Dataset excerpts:
..........

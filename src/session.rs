//! The running tuner: both background units plus the operator handle.
//!
//! [`Tuner::spawn`] takes ownership of an open transport, starts the
//! telemetry reader and the coordinator as tokio tasks and hands back a
//! handle. Operator controls are queued to the coordinator and return
//! immediately. [`Tuner::exit`] flips the shared shutdown flag, joins both
//! tasks and drops the transport.

use std::fmt;

use tokio::sync::{mpsc, watch};
use tokio::task::JoinHandle;
use tracing::{debug, error, info};

use crate::config::TunerConfig;
use crate::error::TransportError;
use crate::state::{SharedState, StateView};
use crate::telemetry::TelemetryReader;
use crate::transport::{self, SerialTransport, Transport};
use crate::tuning::{OperatorCommand, TuningCoordinator, TuningReport};

/// Handle to a running tuner.
pub struct Tuner {
    endpoint: String,
    state: SharedState,
    commands: mpsc::UnboundedSender<OperatorCommand>,
    shutdown: watch::Sender<bool>,
    reader: JoinHandle<()>,
    coordinator: JoinHandle<TuningCoordinator>,
}

impl Tuner {
    /// Open the serial endpoint named in `config` and spawn the tuner on it.
    ///
    /// Must be called from within a tokio runtime.
    pub fn open(config: &TunerConfig) -> Result<Self, TransportError> {
        let link = &config.link;
        let port = SerialTransport::open(&link.endpoint, link.baud_rate, link.timeout())?;
        Ok(Self::spawn(port, config))
    }

    /// Spawn the reader and coordinator tasks over `transport`.
    ///
    /// Must be called from within a tokio runtime.
    pub fn spawn(transport: impl Transport + 'static, config: &TunerConfig) -> Self {
        let endpoint = transport.endpoint().to_string();
        let link = transport::shared(transport);
        let state = SharedState::new();
        let (commands, command_rx) = mpsc::unbounded_channel();
        let (shutdown, shutdown_rx) = watch::channel(false);

        let reader = TelemetryReader::new(
            link.clone(),
            state.clone(),
            config.timing.poll_interval(),
        );
        let mut coordinator = TuningCoordinator::new(
            link,
            state.clone(),
            config.search,
            config.metric.build(),
            config.coordinator_timing(),
        );
        if let Some(path) = &config.results_path {
            coordinator = coordinator.with_results_path(path);
        }

        let reader = tokio::spawn(reader.run(shutdown_rx.clone()));
        let coordinator = tokio::spawn(coordinator.run(command_rx, shutdown_rx));
        info!(%endpoint, "tuner running");

        Self {
            endpoint,
            state,
            commands,
            shutdown,
            reader,
            coordinator,
        }
    }

    pub fn endpoint(&self) -> &str {
        &self.endpoint
    }

    /// Read-only view of the shared state.
    pub fn view(&self) -> StateView {
        self.state.view()
    }

    pub fn toggle_actuator(&self) {
        self.queue(OperatorCommand::ToggleActuator);
    }

    pub fn start_tuning(&self) {
        self.queue(OperatorCommand::StartTuning);
    }

    pub fn stop_tuning(&self) {
        self.queue(OperatorCommand::StopTuning);
    }

    /// Stop both units, release the transport and return the report of the
    /// last session that ended, if any.
    pub async fn exit(self) -> Option<TuningReport> {
        info!(endpoint = %self.endpoint, "tuner exiting");
        self.queue(OperatorCommand::Exit);
        self.shutdown.send_replace(true);

        if let Err(e) = self.reader.await {
            error!(error = %e, "telemetry reader task failed");
        }
        match self.coordinator.await {
            // The coordinator held the last transport handle; dropping it
            // here closes the port.
            Ok(coordinator) => coordinator.last_report().cloned(),
            Err(e) => {
                error!(error = %e, "tuning coordinator task failed");
                None
            }
        }
    }

    fn queue(&self, command: OperatorCommand) {
        if self.commands.send(command).is_err() {
            debug!(?command, "coordinator gone, command dropped");
        }
    }
}

impl fmt::Debug for Tuner {
    fn fmt(&self, f: &mut fmt::Formatter<'_>) -> fmt::Result {
        f.debug_struct("Tuner")
            .field("endpoint", &self.endpoint)
            .field("shutdown", &*self.shutdown.borrow())
            .finish()
    }
}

..........

Line by line, restate the data exactly.

filename src/session.rs
//! The running tuner: both background units plus the operator handle.
//!
//! [`Tuner::spawn`] takes ownership of an open transport, starts the
//! telemetry reader and the coordinator as tokio tasks and hands back a
//! handle. Operator controls are queued to the coordinator and return
//! immediately. [`Tuner::exit`] flips the shared shutdown flag, joins both
//! tasks and drops the transport.

use std::fmt;

use tokio::sync::{mpsc, watch};
use tokio::task::JoinHandle;
use tracing::{debug, error, info};

use crate::config::TunerConfig;
use crate::error::TransportError;
use crate::state::{SharedState, StateView};
use crate::telemetry::TelemetryReader;
use crate::transport::{self, SerialTransport, Transport};
use crate::tuning::{OperatorCommand, TuningCoordinator, TuningReport};

/// Handle to a running tuner.
pub struct Tuner {
    endpoint: String,
    state: SharedState,
    commands: mpsc::UnboundedSender<OperatorCommand>,
    shutdown: watch::Sender<bool>,
    reader: JoinHandle<()>,
    coordinator: JoinHandle<TuningCoordinator>,
}

impl Tuner {
    /// Open the serial endpoint named in `config` and spawn the tuner on it.
    ///
    /// Must be called from within a tokio runtime.
    pub fn open(config: &TunerConfig) -> Result<Self, TransportError> {
        let link = &config.link;
        let port = SerialTransport::open(&link.endpoint, link.baud_rate, link.timeout())?;
        Ok(Self::spawn(port, config))
    }

    /// Spawn the reader and coordinator tasks over `transport`.
    ///
    /// Must be called from within a tokio runtime.
    pub fn spawn(transport: impl Transport + 'static, config: &TunerConfig) -> Self {
        let endpoint = transport.endpoint().to_string();
        let link = transport::shared(transport);
        let state = SharedState::new();
        let (commands, command_rx) = mpsc::unbounded_channel();
        let (shutdown, shutdown_rx) = watch::channel(false);

        let reader = TelemetryReader::new(
            link.clone(),
            state.clone(),
            config.timing.poll_interval(),
        );
        let mut coordinator = TuningCoordinator::new(
            link,
            state.clone(),
            config.search,
            config.metric.build(),
            config.coordinator_timing(),
        );
        if let Some(path) = &config.results_path {
            coordinator = coordinator.with_results_path(path);
        }

        let reader = tokio::spawn(reader.run(shutdown_rx.clone()));
        let coordinator = tokio::spawn(coordinator.run(command_rx, shutdown_rx));
        info!(%endpoint, "tuner running");

        Self {
            endpoint,
            state,
            commands,
            shutdown,
            reader,
            coordinator,
        }
    }

    pub fn endpoint(&self) -> &str {
        &self.endpoint
    }

    /// Read-only view of the shared state.
    pub fn view(&self) -> StateView {
        self.state.view()
    }

    pub fn toggle_actuator(&self) {
        self.queue(OperatorCommand::ToggleActuator);
    }

    pub fn start_tuning(&self) {
        self.queue(OperatorCommand::StartTuning);
    }

    pub fn stop_tuning(&self) {
        self.queue(OperatorCommand::StopTuning);
    }

    /// Stop both units, release the transport and return the report of the
    /// last session that ended, if any.
    pub async fn exit(self) -> Option<TuningReport> {
        info!(endpoint = %self.endpoint, "tuner exiting");
        self.queue(OperatorCommand::Exit);
        self.shutdown.send_replace(true);

        if let Err(e) = self.reader.await {
            error!(error = %e, "telemetry reader task failed");
        }
        match self.coordinator.await {
            // The coordinator held the last transport handle; dropping it
            // here closes the port.
            Ok(coordinator) => coordinator.last_report().cloned(),
            Err(e) => {
                error!(error = %e, "tuning coordinator task failed");
                None
            }
        }
    }

    fn queue(&self, command: OperatorCommand) {
        if self.commands.send(command).is_err() {
            debug!(?command, "coordinator gone, command dropped");
        }
    }
}

impl fmt::Debug for Tuner {
    fn fmt(&self, f: &mut fmt::Formatter<'_>) -> fmt::Result {
        f.debug_struct("Tuner")
            .field("endpoint", &self.endpoint)
            .field("shutdown", &*self.shutdown.borrow())
            .finish()
    }
}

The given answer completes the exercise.